How To Stay Well (When Everyone Else Is Sick)
No need to go into hiding: These research-proven strategies will protect you at the office, on planes, and in crowded malls
By Janis Graham
'Tis the season...for colds, flu, stomach bugs, and all those other ills that spread when people come together — whether by choice (at holiday parties) or circumstance (on airplanes). But don't start calculating your sick days just yet. This year you can do more than wash your hands and cross your fingers. Recent research, some of it sparked by the scary H1N1 influenza pandemic of 2009, has uncovered new steps you can take to protect yourself and your family. Most of these tactics are targeted at specific settings as scientists tease out what will safeguard you at the food court, for example, versus what works to bolster everyday immunity. Here's what to try — and when and where to use it — to get through the holidays without sneezes, tummy aches, or flat-out-in-bed flu.

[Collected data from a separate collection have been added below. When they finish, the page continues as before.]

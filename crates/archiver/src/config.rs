//! Archiver configuration
//!
//! Loaded from an optional TOML file, then `FA_ARCHIVER_*` environment
//! variables (sections separated by `__`, e.g. `FA_ARCHIVER_SERVER__PORT`),
//! and finally overridden by command line flags in `main`.

use crate::ArchiverError;
use config::{Config, Environment, File};
use serde::{Deserialize, Serialize};
use std::path::{Path, PathBuf};
use std::time::Duration;

/// Complete archiver configuration
#[derive(Debug, Clone, Default, PartialEq, Serialize, Deserialize)]
#[serde(default)]
pub struct ArchiverConfig {
    pub archive: ArchiveConfig,
    pub buffer: BufferConfig,
    pub server: ServerConfig,
    pub capture: CaptureConfig,
    pub logging: LoggingConfig,
    pub metrics: MetricsConfig,
}

#[derive(Debug, Clone, PartialEq, Serialize, Deserialize)]
#[serde(default)]
pub struct ArchiveConfig {
    /// Archive file or block device, prepared with `fa-prepare`
    pub path: Option<PathBuf>,
    /// Write major blocks with O_DIRECT
    pub direct_io: bool,
}

impl Default for ArchiveConfig {
    fn default() -> Self {
        Self {
            path: None,
            direct_io: true,
        }
    }
}

#[derive(Debug, Clone, PartialEq, Serialize, Deserialize)]
#[serde(default)]
pub struct BufferConfig {
    /// Number of input blocks in the ring buffer
    pub block_count: usize,
}

impl Default for BufferConfig {
    fn default() -> Self {
        Self {
            block_count: fa_ring_buffer::DEFAULT_BLOCK_COUNT,
        }
    }
}

#[derive(Debug, Clone, PartialEq, Serialize, Deserialize)]
#[serde(default)]
pub struct ServerConfig {
    pub bind: String,
    pub port: u16,
    /// Reported by the `CN` command
    pub name: String,
    /// Enables the `D` command family
    pub debug_commands: bool,
    /// Number of block buffers shared by concurrent reads
    pub read_pool_size: usize,
}

impl Default for ServerConfig {
    fn default() -> Self {
        Self {
            bind: "0.0.0.0".into(),
            port: 8888,
            name: "FA Archiver".into(),
            debug_commands: false,
            read_pool_size: fa_query::DEFAULT_POOL_SIZE,
        }
    }
}

/// Where captured frames come from
#[derive(Debug, Clone, Copy, PartialEq, Eq, Serialize, Deserialize)]
#[serde(rename_all = "lowercase")]
pub enum SourceKind {
    /// Synthetic waveforms
    Dummy,
    /// Frames looped from `capture.replay_file`
    Replay,
    /// No producer: serve the archive only
    None,
}

#[derive(Debug, Clone, PartialEq, Serialize, Deserialize)]
#[serde(default)]
pub struct CaptureConfig {
    pub source: SourceKind,
    pub replay_file: Option<PathBuf>,
    /// FA id whose samples are event bit masks
    pub events_fa_id: Option<u32>,
    /// Interval between synthetic frames (microseconds)
    pub frame_interval_us: u64,
    /// Wait before restarting a failed source (milliseconds)
    pub retry_interval_ms: u64,
}

impl Default for CaptureConfig {
    fn default() -> Self {
        Self {
            source: SourceKind::Dummy,
            replay_file: None,
            events_fa_id: None,
            frame_interval_us: 100,
            retry_interval_ms: 1000,
        }
    }
}

impl CaptureConfig {
    pub fn frame_interval(&self) -> Duration {
        Duration::from_micros(self.frame_interval_us)
    }

    pub fn retry_interval(&self) -> Duration {
        Duration::from_millis(self.retry_interval_ms)
    }
}

#[derive(Debug, Clone, PartialEq, Serialize, Deserialize)]
#[serde(default)]
pub struct LoggingConfig {
    /// One of trace, debug, info, warn, error
    pub level: String,
    pub json: bool,
    pub timestamps: bool,
}

impl Default for LoggingConfig {
    fn default() -> Self {
        Self {
            level: "info".into(),
            json: false,
            timestamps: true,
        }
    }
}

#[derive(Debug, Clone, Default, PartialEq, Serialize, Deserialize)]
#[serde(default)]
pub struct MetricsConfig {
    /// Prometheus scrape address, e.g. `0.0.0.0:9000`
    pub listen: Option<String>,
}

impl ArchiverConfig {
    /// Loads the configuration from `path` (if given) and the environment.
    pub fn load(path: Option<&Path>) -> Result<Self, ArchiverError> {
        let mut builder = Config::builder();
        if let Some(path) = path {
            builder = builder.add_source(File::from(path));
        }
        let settings = builder
            .add_source(
                Environment::with_prefix("FA_ARCHIVER")
                    .prefix_separator("_")
                    .separator("__"),
            )
            .build()?;
        Ok(settings.try_deserialize()?)
    }

    /// Address the command server listens on.
    pub fn server_address(&self) -> String {
        format!("{}:{}", self.server.bind, self.server.port)
    }
}

#[cfg(test)]
mod tests {
    use super::*;
    use std::io::Write;

    #[test]
    fn test_defaults() {
        let config = ArchiverConfig::default();
        assert_eq!(config.server.port, 8888);
        assert_eq!(config.server.read_pool_size, 256);
        assert_eq!(config.buffer.block_count, 64);
        assert_eq!(config.capture.source, SourceKind::Dummy);
        assert_eq!(config.capture.frame_interval(), Duration::from_micros(100));
        assert!(config.archive.direct_io);
        assert_eq!(config.server_address(), "0.0.0.0:8888");
    }

    #[test]
    fn test_load_partial_file() {
        let mut file = tempfile::Builder::new().suffix(".toml").tempfile().unwrap();
        writeln!(
            file,
            r#"
[archive]
path = "/data/fa-archive"
direct_io = false

[capture]
source = "replay"
replay_file = "/data/frames.bin"
events_fa_id = 255

[logging]
json = true
"#
        )
        .unwrap();

        let config = ArchiverConfig::load(Some(file.path())).unwrap();
        assert_eq!(config.archive.path, Some(PathBuf::from("/data/fa-archive")));
        assert!(!config.archive.direct_io);
        assert_eq!(config.capture.source, SourceKind::Replay);
        assert_eq!(config.capture.events_fa_id, Some(255));
        assert!(config.logging.json);
        assert_eq!(config.logging.level, "info");
        assert_eq!(config.buffer, BufferConfig::default());
    }

    #[test]
    fn test_environment_override() {
        std::env::set_var("FA_ARCHIVER_METRICS__LISTEN", "127.0.0.1:9911");
        let config = ArchiverConfig::load(None).unwrap();
        std::env::remove_var("FA_ARCHIVER_METRICS__LISTEN");
        assert_eq!(config.metrics.listen.as_deref(), Some("127.0.0.1:9911"));
    }

    #[test]
    fn test_bad_source_kind() {
        let mut file = tempfile::Builder::new().suffix(".toml").tempfile().unwrap();
        writeln!(file, "[capture]\nsource = \"fpga\"").unwrap();
        assert!(matches!(
            ArchiverConfig::load(Some(file.path())),
            Err(ArchiverError::Config(_))
        ));
    }
}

• Pop a vitamin D supplement at breakfast. In a Yale medical school study, adults with high blood levels of vitamin D (at least 38 nanograms per milliliter) were 49% less likely to get a cold or other infection of the upper respiratory tract during the fall and winter of 2009 through 2010. Vitamin D boosts the ability of immune cells lining your lungs to fight off viruses. But without taking a supplement, it's hard to bring your blood levels into the range that's likely to increase resistance to viruses, says Michael F. Holick, M.D., Ph.D., professor of medicine, physiology, and biophysics at Boston University School of Medicine. While the government upped the recommended amount of D last year (to 600 IU a day for most adults), Dr. Holick recently chaired a task force on the topic for the Endocrine Society, which issued the far higher guideline of at least 1,500 to 2,000 IU of vitamin D daily. It's a dose that you can safely take in addition to popping a multivitamin containing D and drinking fortified milk, he says.

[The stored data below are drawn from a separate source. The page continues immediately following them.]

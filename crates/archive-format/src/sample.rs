//! Fixed size records stored in frames, major blocks, the DD area and the index.
//!
//! Everything on disk is little-endian.  Records are decoded from and encoded
//! into byte slices rather than transmuted so that the mapped areas never need
//! any particular alignment.

use serde::{Deserialize, Serialize};

#[inline]
fn le_i32(bytes: &[u8], at: usize) -> i32 {
    i32::from_le_bytes([bytes[at], bytes[at + 1], bytes[at + 2], bytes[at + 3]])
}

#[inline]
fn le_u32(bytes: &[u8], at: usize) -> u32 {
    u32::from_le_bytes([bytes[at], bytes[at + 1], bytes[at + 2], bytes[at + 3]])
}

#[inline]
fn le_u64(bytes: &[u8], at: usize) -> u64 {
    let mut raw = [0u8; 8];
    raw.copy_from_slice(&bytes[at..at + 8]);
    u64::from_le_bytes(raw)
}

/// One X/Y position sample for a single channel
#[derive(Debug, Clone, Copy, Default, PartialEq, Eq, Serialize, Deserialize)]
pub struct FaEntry {
    pub x: i32,
    pub y: i32,
}

impl FaEntry {
    pub const SIZE: usize = 8;

    pub fn new(x: i32, y: i32) -> Self {
        Self { x, y }
    }

    /// Decodes an entry from the first 8 bytes of `bytes`.
    #[inline]
    pub fn read_from(bytes: &[u8]) -> Self {
        Self {
            x: le_i32(bytes, 0),
            y: le_i32(bytes, 4),
        }
    }

    #[inline]
    pub fn write_to(&self, bytes: &mut [u8]) {
        bytes[0..4].copy_from_slice(&self.x.to_le_bytes());
        bytes[4..8].copy_from_slice(&self.y.to_le_bytes());
    }
}

/// Decimated statistics for one channel over one decimation interval
#[derive(Debug, Clone, Copy, Default, PartialEq, Eq, Serialize, Deserialize)]
pub struct DecimatedData {
    pub min: FaEntry,
    pub max: FaEntry,
    pub mean: FaEntry,
    pub std: FaEntry,
}

impl DecimatedData {
    pub const SIZE: usize = 32;

    pub fn read_from(bytes: &[u8]) -> Self {
        Self {
            min: FaEntry::read_from(&bytes[0..]),
            max: FaEntry::read_from(&bytes[8..]),
            mean: FaEntry::read_from(&bytes[16..]),
            std: FaEntry::read_from(&bytes[24..]),
        }
    }

    pub fn write_to(&self, bytes: &mut [u8]) {
        self.min.write_to(&mut bytes[0..]);
        self.max.write_to(&mut bytes[8..]);
        self.mean.write_to(&mut bytes[16..]);
        self.std.write_to(&mut bytes[24..]);
    }

    /// Returns the selected fields in storage order.
    ///
    /// Bit 0 selects `min`, bit 1 `max`, bit 2 `mean` and bit 3 `std`.
    pub fn fields(&self, data_mask: u32) -> impl Iterator<Item = FaEntry> + '_ {
        [self.min, self.max, self.mean, self.std]
            .into_iter()
            .enumerate()
            .filter(move |(bit, _)| data_mask & (1 << bit) != 0)
            .map(|(_, entry)| entry)
    }
}

/// Index record describing one major block
#[derive(Debug, Clone, Copy, Default, PartialEq, Eq, Serialize, Deserialize)]
pub struct DataIndex {
    /// Start of block in microseconds since the epoch
    pub timestamp: u64,
    /// Block duration in microseconds, zero for a never written block
    pub duration: u32,
    /// Channel 0 X value of the first frame in the block
    pub id_zero: u32,
}

impl DataIndex {
    pub const SIZE: usize = 16;

    pub fn read_from(bytes: &[u8]) -> Self {
        Self {
            timestamp: le_u64(bytes, 0),
            duration: le_u32(bytes, 8),
            id_zero: le_u32(bytes, 12),
        }
    }

    pub fn write_to(&self, bytes: &mut [u8]) {
        bytes[0..8].copy_from_slice(&self.timestamp.to_le_bytes());
        bytes[8..12].copy_from_slice(&self.duration.to_le_bytes());
        bytes[12..16].copy_from_slice(&self.id_zero.to_le_bytes());
    }
}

• Clean with bleach. Noroviruses, the microbes that cause stomach flu, are notoriously resilient, able to live on almost any hard surface for weeks. They also can survive many common household cleaners — except chlorine bleach, say scientists from the Centers for Disease Control and Prevention (CDC). So, beyond enforcing commonsense prevention measures (no sharing drinking glasses, for example), swab hard surfaces with a chlorine solution. "Focus on the most likely areas of contamination, such as bathrooms, but also objects everyone touches often, like doorknobs, remotes, light switches, and phones," advises Christine L. Moe, Ph.D., professor of global health at Emory University in Atlanta. The bug-killing formula: ½ cup of chlorine bleach in a gallon of water. (Note: Most disinfecting wipes don't actually contain bleach, and thus won't knock out noroviruses.)
In addition, launder the patient's sheets, towels, and clothes frequently, in hot water and bleach if possible. Noroviruses can live on rugs for weeks, as well; to decontaminate if a family member has thrown up on the carpet, steam cleaning appears to be more effective than wet shampooing, an English study reported.